The seawater moat between the fort and Corfu town 
 
Cricket on Spianadha green

7th September We walked into town today – the path out of the harbour took us up through the tunnels of the old fort then across the bridge spanning the seawater moat. We emerged onto the Spianadha, the town green, where we found a game of cricket in progress – one of the legacies of the 19th century British rule. We loved the old town which is unlike anywhere else we have been in Greece. It’s a fascinating mix of buildings inherited from the different rulers over the years. You can see the legacy of Venetian rule in the style of the tall houses bordering the narrow lanes, and of the French rule in the Liston, an arcaded street modelled on the Rue de Rivoli in Paris. Our only disappointment was the main port, which is a desolate, decaying place with abandoned boats literally sinking on their moorings.
 
The Liston arcade
8th September Today we walked south round the bay to the Mon Repos estate, which was originally home to the Greek royal family and the birthplace of Prince Philip.

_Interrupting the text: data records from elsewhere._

//! Latency distribution by hour of day.

use chrono::Timelike;
use serde::Serialize;

use super::LatencyView;

/// Five-number summary of a sample.
#[derive(Debug, Clone, Copy, PartialEq, Serialize)]
pub struct BoxStats {
    pub min: f64,
    pub q1: f64,
    pub median: f64,
    pub q3: f64,
    pub max: f64,
}

impl BoxStats {
    /// Summarize `values`; `None` when empty.
    ///
    /// Quartiles use linear interpolation between closest ranks.
    pub fn from_values(values: &[f64]) -> Option<Self> {
        if values.is_empty() {
            return None;
        }
        let mut sorted = values.to_vec();
        sorted.sort_by(f64::total_cmp);

        Some(Self {
            min: sorted[0],
            q1: quantile(&sorted, 0.25),
            median: quantile(&sorted, 0.5),
            q3: quantile(&sorted, 0.75),
            max: sorted[sorted.len() - 1],
        })
    }
}

fn quantile(sorted: &[f64], q: f64) -> f64 {
    let pos = q * (sorted.len() - 1) as f64;
    let lo = pos.floor() as usize;
    let hi = pos.ceil() as usize;
    sorted[lo] + (sorted[hi] - sorted[lo]) * (pos - lo as f64)
}

/// Samples falling in one hour of the day (UTC).
#[derive(Debug, Clone, PartialEq, Serialize)]
pub struct HourStats {
    pub hour: u32,
    pub count: usize,
    pub stats: Option<BoxStats>,
}

/// Per-hour summaries, always 24 entries ordered 0..=23.
#[derive(Debug, Clone, PartialEq, Serialize)]
pub struct HourlyDistribution {
    pub hours: Vec<HourStats>,
}

impl HourlyDistribution {
    pub fn from_view(view: &LatencyView) -> Self {
        let mut buckets: Vec<Vec<f64>> = vec![Vec::new(); 24];
        for point in &view.points {
            buckets[point.time.hour() as usize].push(point.latency);
        }

        let hours = buckets
            .iter()
            .enumerate()
            .map(|(hour, values)| HourStats {
                hour: hour as u32,
                count: values.len(),
                stats: BoxStats::from_values(values),
            })
            .collect();

        Self { hours }
    }
}
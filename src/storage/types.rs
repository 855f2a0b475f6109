//! Core data types for the storage layer.

use chrono::{DateTime, Utc};
use serde::{Deserialize, Serialize};

use crate::probe::ProbeStatus;

/// One probe attempt as stored in the `ping_results` table.
///
/// Exactly one of `latency` / `error` is set. Records are never updated once
/// written.
///
/// # Example
///
/// ```
/// use flynet::ProbeOutcome;
///
/// let ok = ProbeOutcome::success(1_700_000_000.0, 0.021);
/// assert_eq!(ok.latency, Some(0.021));
/// assert!(ok.error.is_none());
///
/// let failed = ProbeOutcome::failure(1_700_000_005.0, "Ping timed out");
/// assert!(failed.latency.is_none());
/// ```
#[derive(Debug, Clone, PartialEq, Serialize, Deserialize)]
pub struct ProbeOutcome {
    /// Seconds since the Unix epoch, taken when the probe was initiated.
    pub timestamp: f64,
    /// Round-trip time in seconds (success only).
    pub latency: Option<f64>,
    /// Diagnostic message (failure only).
    pub error: Option<String>,
}

impl ProbeOutcome {
    /// Successful probe with the measured round-trip time in seconds.
    ///
    /// Negative latencies are clamped to zero.
    pub fn success(timestamp: f64, latency: f64) -> Self {
        Self {
            timestamp,
            latency: Some(latency.max(0.0)),
            error: None,
        }
    }

    /// Failed probe with a diagnostic message.
    pub fn failure(timestamp: f64, error: impl Into<String>) -> Self {
        Self {
            timestamp,
            latency: None,
            error: Some(error.into()),
        }
    }

    /// Combine a tick-start timestamp with the prober's status.
    pub fn from_status(timestamp: f64, status: &ProbeStatus) -> Self {
        match status {
            ProbeStatus::Reply { rtt } => Self::success(timestamp, rtt.as_secs_f64()),
            ProbeStatus::Failed(failure) => Self::failure(timestamp, failure.to_string()),
        }
    }

    /// Whether this outcome records a reply.
    pub fn is_success(&self) -> bool {
        self.latency.is_some()
    }

    /// Calendar time (UTC) of the probe, if the timestamp is representable.
    pub fn datetime(&self) -> Option<DateTime<Utc>> {
        let secs = self.timestamp.floor();
        let nanos = ((self.timestamp - secs) * 1e9).round().min(999_999_999.0) as u32;
        DateTime::from_timestamp(secs as i64, nanos)
    }
}

#[cfg(test)]
mod tests {
    use std::time::Duration;

    use chrono::Timelike;

    use super::*;
    use crate::probe::ProbeFailure;

    #[test]
    fn test_from_status_reply() {
        let outcome = ProbeOutcome::from_status(
            10.0,
            &ProbeStatus::Reply {
                rtt: Duration::from_millis(20),
            },
        );
        assert_eq!(outcome.timestamp, 10.0);
        assert!((outcome.latency.unwrap() - 0.02).abs() < 1e-9);
        assert!(outcome.error.is_none());
        assert!(outcome.is_success());
    }

    #[test]
    fn test_from_status_timeout() {
        let outcome =
            ProbeOutcome::from_status(10.0, &ProbeStatus::Failed(ProbeFailure::Timeout));
        assert!(outcome.latency.is_none());
        assert_eq!(outcome.error.as_deref(), Some("Ping timed out"));
        assert!(!outcome.is_success());
    }

    #[test]
    fn test_success_clamps_negative_latency() {
        let outcome = ProbeOutcome::success(0.0, -0.5);
        assert_eq!(outcome.latency, Some(0.0));
    }

    #[test]
    fn test_datetime_conversion() {
        // 2024-01-01T12:30:00.5Z
        let outcome = ProbeOutcome::success(1_704_112_200.5, 0.01);
        let dt = outcome.datetime().unwrap();
        assert_eq!(dt.hour(), 12);
        assert_eq!(dt.minute(), 30);
        assert_eq!(dt.timestamp_subsec_millis(), 500);
    }
}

The house is unremarkable, but the densely wooded grounds made for a lovely walk, with glimpses of Mon Repos beach and the sea from the cliff tops.
 
Mon Repos beach with the grounds of the estate behind it
 9th September We had a relaxing, downwind sail to ‘Lawrence Durrell’ country on the North East coast of Corfu today. We had planned to anchor for the night there,  but the wind had veered south, making it a lee shore, so after cruising along past the picture postcard bays of Agni, Kalami, Kalouri and Aghios Stefanos we turned south, beating against a strong headwind back down the Albanian coast and then on to Mourtos.


Agni on the North East coast of Corfu
 10th September. We’ve had a lazy day exploring the Sivota islands in the dinghy and swimming in the crystal clear, sandy bays. The forecast for the next few days is for thunderstorms and then strong winds, so we will be heading back down to Preveza tomorrow where we’ll hole up until the storms have passed through.